2020-04-24 20:21:21 | 「地図にない場所」
「おい、危ないぞ、サトル」と、ガッチが言いました。「しゃべる箱になんか、うっかり近づいちゃダメだ」
 サトルは立ち止まると、ガッチを振り返って言いました。
「大丈夫。よく知ってるから――」
 と、歩き出したサトルに、ガッチが「ほんとうかよ」と、心配そうに言いました。
 自動販売機に近づいてみると、やはりサトルのよく知っている自動販売機に、間違いありませんでした。赤い自動販売機は、かすかなモーター音をウンウンと響かせながら、おいしそうな飲み物を、窓の奥にいくつも揃えていました。

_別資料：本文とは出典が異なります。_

//! Read-side queries used by the CLI and other front ends.

use crate::config::GraphConfig;
use crate::error::{MergeGraphError, Result};
use crate::graph::{Filters, GraphRepository, ListModelsQuery, SortOrder, TraversalFilter};
use crate::models::{Graph, ModelNode};
use serde_json::Value;
use std::fmt;
use std::str::FromStr;
use std::sync::Arc;

/// Sort options for model listings.
#[derive(Debug, Clone, Copy, PartialEq, Eq, Default)]
pub enum SortBy {
    /// Oldest first.
    #[default]
    Default,
    MostLikes,
    MostDownloads,
    RecentlyCreated,
    RecentlyUpdated,
    AverageScore,
    Arc,
    HellaSwag,
    Mmlu,
    TruthfulQa,
    Winogrande,
    Gsm8k,
}

impl SortBy {
    pub const ALL: &'static [SortBy] = &[
        SortBy::Default,
        SortBy::MostLikes,
        SortBy::MostDownloads,
        SortBy::RecentlyCreated,
        SortBy::RecentlyUpdated,
        SortBy::AverageScore,
        SortBy::Arc,
        SortBy::HellaSwag,
        SortBy::Mmlu,
        SortBy::TruthfulQa,
        SortBy::Winogrande,
        SortBy::Gsm8k,
    ];

    pub fn as_str(&self) -> &'static str {
        match self {
            SortBy::Default => "default",
            SortBy::MostLikes => "most likes",
            SortBy::MostDownloads => "most downloads",
            SortBy::RecentlyCreated => "recently created",
            SortBy::RecentlyUpdated => "recently updated",
            SortBy::AverageScore => "average score",
            SortBy::Arc => "ARC",
            SortBy::HellaSwag => "HellaSwag",
            SortBy::Mmlu => "MMLU",
            SortBy::TruthfulQa => "TruthfulQA",
            SortBy::Winogrande => "Winogrande",
            SortBy::Gsm8k => "GSM8k",
        }
    }

    /// Property and direction the option sorts by.
    pub fn sort_key(&self) -> (&'static str, SortOrder) {
        match self {
            SortBy::Default => ("created_at", SortOrder::Asc),
            SortBy::MostLikes => ("likes", SortOrder::Desc),
            SortBy::MostDownloads => ("downloads", SortOrder::Desc),
            SortBy::RecentlyCreated => ("created_at", SortOrder::Desc),
            SortBy::RecentlyUpdated => ("updated_at", SortOrder::Desc),
            SortBy::AverageScore => ("average_score", SortOrder::Desc),
            SortBy::Arc => ("arc_score", SortOrder::Desc),
            SortBy::HellaSwag => ("hella_swag_score", SortOrder::Desc),
            SortBy::Mmlu => ("mmlu_score", SortOrder::Desc),
            SortBy::TruthfulQa => ("truthfulqa_score", SortOrder::Desc),
            SortBy::Winogrande => ("winogrande_score", SortOrder::Desc),
            SortBy::Gsm8k => ("gsm8k_score", SortOrder::Desc),
        }
    }
}

impl FromStr for SortBy {
    type Err = MergeGraphError;

    /// Accepts the display names, case-insensitively, with `-` or `_` for spaces.
    fn from_str(s: &str) -> Result<Self> {
        let wanted = s.trim().to_lowercase().replace(['-', '_'], " ");
        SortBy::ALL
            .iter()
            .find(|option| option.as_str().to_lowercase() == wanted)
            .copied()
            .ok_or_else(|| MergeGraphError::Validation {
                field: "sort_by".into(),
                message: format!("unknown sort option: {}", s),
            })
    }
}

impl fmt::Display for SortBy {
    fn fmt(&self, f: &mut fmt::Formatter<'_>) -> fmt::Result {
        f.write_str(self.as_str())
    }
}

/// Models to leave out of a listing.
#[derive(Debug, Clone, Copy, PartialEq, Eq)]
pub enum Exclude {
    Private,
    Gated,
    BaseModels,
    MergedModels,
}

impl Exclude {
    pub const ALL: &'static [Exclude] = &[
        Exclude::Private,
        Exclude::Gated,
        Exclude::BaseModels,
        Exclude::MergedModels,
    ];

    pub fn as_str(&self) -> &'static str {
        match self {
            Exclude::Private => "private",
            Exclude::Gated => "gated",
            Exclude::BaseModels => "base models",
            Exclude::MergedModels => "merged models",
        }
    }
}

impl FromStr for Exclude {
    type Err = MergeGraphError;

    fn from_str(s: &str) -> Result<Self> {
        let wanted = s.trim().to_lowercase().replace(['-', '_'], " ");
        Exclude::ALL
            .iter()
            .find(|option| option.as_str() == wanted)
            .copied()
            .ok_or_else(|| MergeGraphError::Validation {
                field: "exclude".into(),
                message: format!("unknown exclude option: {}", s),
            })
    }
}

impl fmt::Display for Exclude {
    fn fmt(&self, f: &mut fmt::Formatter<'_>) -> fmt::Result {
        f.write_str(self.as_str())
    }
}

/// Parameters of [`ModelService::list_models`].
#[derive(Debug, Clone, Default)]
pub struct ModelListRequest {
    pub query: Option<String>,
    pub sort_by: SortBy,
    pub exclude: Option<Exclude>,
    pub license: Option<String>,
    pub merge_method: Option<String>,
    pub architecture: Option<String>,
    pub base_model: Option<String>,
    pub limit: Option<usize>,
}

/// Model queries over the graph repository.
#[derive(Clone)]
pub struct ModelService {
    repo: Arc<GraphRepository>,
}

fn strings(values: Vec<Value>) -> Vec<String> {
    values
        .into_iter()
        .filter_map(|v| match v {
            Value::String(s) => Some(s),
            Value::Null => None,
            other => Some(other.to_string()),
        })
        .collect()
}

impl ModelService {
    pub fn new(repo: Arc<GraphRepository>) -> Self {
        Self { repo }
    }

    pub fn repository(&self) -> &GraphRepository {
        &self.repo
    }

    /// Neighborhood of a model: its bases, their bases, and sibling merges.
    ///
    /// `max_depth` defaults to the repository's configured depth.
    pub fn get_model_lineage(&self, model_id: &str, max_depth: Option<usize>) -> Result<Graph> {
        self.repo.get_sub_graph(
            model_id,
            &TraversalFilter {
                label: Some(GraphConfig::MODEL_LABEL),
                rel_type: None,
                max_depth: Some(max_depth.unwrap_or(self.repo.options().max_depth)),
            },
        )
    }

    /// Filtered, sorted listing. Descending sorts leave out models without a
    /// value for the sort key.
    pub fn list_models(&self, request: &ModelListRequest) -> Result<Vec<ModelNode>> {
        let (label, not_label) = match request.exclude {
            Some(Exclude::BaseModels) => (GraphConfig::MERGED_MODEL_LABEL, None),
            Some(Exclude::MergedModels) => (
                GraphConfig::MODEL_LABEL,
                Some(GraphConfig::MERGED_MODEL_LABEL.to_string()),
            ),
            _ => (GraphConfig::MODEL_LABEL, None),
        };
        let mut exclude = Filters::new();
        match request.exclude {
            Some(Exclude::Private) => {
                exclude.insert("private".into(), Value::Bool(true));
            }
            Some(Exclude::Gated) => {
                exclude.insert("gated".into(), Value::Bool(true));
            }
            _ => {}
        }

        let mut filters = Filters::new();
        for (key, value) in [
            ("license", &request.license),
            ("merge_method", &request.merge_method),
            ("architecture", &request.architecture),
        ] {
            if let Some(value) = value {
                filters.insert(key.to_string(), Value::String(value.clone()));
            }
        }

        let (sort_key, sort_order) = request.sort_by.sort_key();
        self.repo.list_models(&ListModelsQuery {
            query: request.query.clone().filter(|q| !q.trim().is_empty()),
            label: Some(label.to_string()),
            not_label,
            sort_key: Some(sort_key.to_string()),
            sort_order,
            exclude_null_on_sort_key: sort_order == SortOrder::Desc,
            filters,
            exclude,
            base_model: request.base_model.clone(),
            limit: request.limit,
        })
    }

    /// Model ids, optionally only public or only private ones.
    pub fn get_model_id_choices(&self, private: Option<bool>) -> Result<Vec<String>> {
        let mut filters = Filters::new();
        if let Some(private) = private {
            filters.insert("private".into(), Value::Bool(private));
        }
        Ok(self
            .repo
            .list_nodes(Some(GraphConfig::MODEL_LABEL), &filters, None)?
            .into_iter()
            .map(|n| n.id)
            .collect())
    }

    pub fn get_license_choices(&self) -> Result<Vec<String>> {
        Ok(strings(self.repo.list_property_values("license", None, true, false)?))
    }

    pub fn get_merge_method_choices(&self) -> Result<Vec<String>> {
        Ok(strings(self.repo.list_property_values("merge_method", None, true, false)?))
    }

    pub fn get_architecture_choices(&self) -> Result<Vec<String>> {
        Ok(strings(self.repo.list_property_values("architecture", None, true, false)?))
    }

    /// Merged model with the best average score.
    pub fn get_default_model_id(&self) -> Result<Option<String>> {
        let top = self.repo.list_models(&ListModelsQuery {
            label: Some(GraphConfig::MERGED_MODEL_LABEL.to_string()),
            sort_key: Some("average_score".to_string()),
            sort_order: SortOrder::Desc,
            exclude_null_on_sort_key: true,
            limit: Some(1),
            ..Default::default()
        })?;
        Ok(top.into_iter().next().map(|m| m.id))
    }
}

#[cfg(test)]
mod tests {
    use super::*;
    use crate::graph::{GraphStore, RepositoryOptions};
    use crate::network::RetryConfig;
    use serde_json::{json, Map};

    fn props(value: Value) -> Map<String, Value> {
        value.as_object().cloned().unwrap()
    }

    fn service() -> ModelService {
        let store = GraphStore::open_in_memory(RetryConfig::store_conflicts(), None).unwrap();
        let repo = GraphRepository::new(store, RepositoryOptions::default());
        let merged = vec!["Model".to_string(), "MergedModel".to_string()];
        let base = vec!["Model".to_string()];

        repo.create_or_update(
            "base/llama",
            &props(json!({"likes": 50, "license": "llama2", "created_at": "2023-07-01T00:00:00Z"})),
            &base,
        )
        .unwrap();
        repo.create_or_update(
            "team/merge-a",
            &props(json!({
                "likes": 10, "license": "apache-2.0", "merge_method": "slerp",
                "average_score": 71.2, "created_at": "2024-01-01T00:00:00Z"
            })),
            &merged,
        )
        .unwrap();
        repo.create_or_update(
            "team/merge-b",
            &props(json!({
                "likes": 3, "license": "apache-2.0", "merge_method": "ties", "gated": true,
                "created_at": "2024-02-01T00:00:00Z"
            })),
            &merged,
        )
        .unwrap();
        repo.create_or_update(
            "team/private",
            &props(json!({"private": true, "license": "unknown"})),
            &base,
        )
        .unwrap();
        repo.create_relationship(
            "team/merge-a",
            "base/llama",
            GraphConfig::DERIVED_FROM,
            &props(json!({"method": "tags"})),
        )
        .unwrap();
        ModelService::new(Arc::new(repo))
    }

    fn ids(models: Vec<ModelNode>) -> Vec<String> {
        models.into_iter().map(|m| m.id).collect()
    }

    #[test]
    fn test_sort_by_parse() {
        assert_eq!("most likes".parse::<SortBy>().unwrap(), SortBy::MostLikes);
        assert_eq!("average-score".parse::<SortBy>().unwrap(), SortBy::AverageScore);
        assert_eq!("mmlu".parse::<SortBy>().unwrap(), SortBy::Mmlu);
        assert!("best".parse::<SortBy>().is_err());
        assert_eq!("merged_models".parse::<Exclude>().unwrap(), Exclude::MergedModels);
    }

    #[test]
    fn test_list_models_sorting() {
        let service = service();

        let by_likes = service
            .list_models(&ModelListRequest {
                sort_by: SortBy::MostLikes,
                ..Default::default()
            })
            .unwrap();
        assert_eq!(ids(by_likes), vec!["base/llama", "team/merge-a", "team/merge-b"]);

        let by_score = service
            .list_models(&ModelListRequest {
                sort_by: SortBy::AverageScore,
                ..Default::default()
            })
            .unwrap();
        assert_eq!(ids(by_score), vec!["team/merge-a"]);

        let default = service.list_models(&ModelListRequest::default()).unwrap();
        assert_eq!(default.len(), 4);
        assert_eq!(default[0].id, "team/private");
    }

    #[test]
    fn test_list_models_exclude_and_filters() {
        let service = service();
        let list = |exclude: Exclude| {
            ids(service
                .list_models(&ModelListRequest {
                    exclude: Some(exclude),
                    ..Default::default()
                })
                .unwrap())
        };

        assert_eq!(list(Exclude::BaseModels), vec!["team/merge-a", "team/merge-b"]);
        assert_eq!(list(Exclude::MergedModels), vec!["team/private", "base/llama"]);
        assert_eq!(list(Exclude::Private).len(), 3);
        assert!(!list(Exclude::Gated).contains(&"team/merge-b".to_string()));

        let filtered = service
            .list_models(&ModelListRequest {
                license: Some("apache-2.0".into()),
                merge_method: Some("ties".into()),
                ..Default::default()
            })
            .unwrap();
        assert_eq!(ids(filtered), vec!["team/merge-b"]);

        let derived = service
            .list_models(&ModelListRequest {
                base_model: Some("base/llama".into()),
                ..Default::default()
            })
            .unwrap();
        assert_eq!(ids(derived), vec!["team/merge-a"]);
    }

    #[test]
    fn test_choices_and_default_model() {
        let service = service();
        assert_eq!(
            service.get_license_choices().unwrap(),
            vec!["apache-2.0", "llama2", "unknown"]
        );
        assert_eq!(service.get_merge_method_choices().unwrap(), vec!["slerp", "ties"]);
        assert!(service.get_architecture_choices().unwrap().is_empty());
        assert_eq!(
            service.get_model_id_choices(Some(true)).unwrap(),
            vec!["team/private"]
        );
        assert_eq!(service.get_model_id_choices(None).unwrap().len(), 4);
        assert_eq!(
            service.get_default_model_id().unwrap().as_deref(),
            Some("team/merge-a")
        );
    }

    #[test]
    fn test_lineage() {
        let service = service();
        let graph = service.get_model_lineage("team/merge-a", Some(1)).unwrap();
        assert_eq!(graph.nodes.len(), 2);
        assert_eq!(graph.relationships.len(), 1);
        assert!(service.get_model_lineage("missing/model", None).unwrap().is_empty());
    }
}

「サトル、これなんだか知ってんのか?」と、サトルの横に来たガッチが、自動販売機をコンコンと叩きながら言いました。
「ね、なんともないでしょ」
 サトルが言うと、ガッチが不思議そうにうなずきました。
「これ、自動販売機って言うんだ」と、サトルが言いました。「ここにほら、ボタンがあるでしょ。これを押すと、中から飲み物の入った缶が出てくるんだ。でも――」
 お金を入れなきゃ出てこないんだ、と言いかけて、サトルがボタンを押すと、ガタンガタンと音がして、取り出し口にジュースの入った缶が落ちてきました。
「えっ?」と、サトルは驚いて言いました。
「うわっ、中で変な音がしたぞ」と、ガッチが飛び上がりました。
 サトルはジュースを取り出すと、なにか仕掛けがあるのかもしれないぞ、と思って、よく調べてみました。でも、細工をした様子はぜんぜんありませんでした。サトルは思いきって缶を開け、匂いをかいでみました。甘くおいしそうな匂いのするほかは、嫌な感じはまったくしませんでした。
(気味が悪いから、よしといた方がいいな……)と、思うより早く、サトルはごくごくと、喉を鳴らしてジュースを口に運びました。
「プハーッ。おいしいー」と、サトルは口を拭いながら言いました。
「サトル……大丈夫なのか」と、ガッチが心配そうに見上げていました。
「――あっ、ごめんね、ガッチ」と、サトルは自分だけジュースを飲んでしまったことに気がついて、言いました。「もうほとんど飲んじゃった。ちょっと待って、すぐためしてみるから」
 サトルは、もう一度ジュースが出てこないか、祈るように自動販売機のボタンを押しました。

 ――ガタン、ガタタン。

 と、冷たいジュースが、自動販売機から出てきました。
「やった、ガッチの分も出てきた」
 ガッチは、サトルからジュースを受け取ると、
「本当に、飲んでも大丈夫なんだろうな――」
 疑いながらも、ガッチはサトルのやったように缶を開け、両手で持ちながら、おそるおそる口に運びました。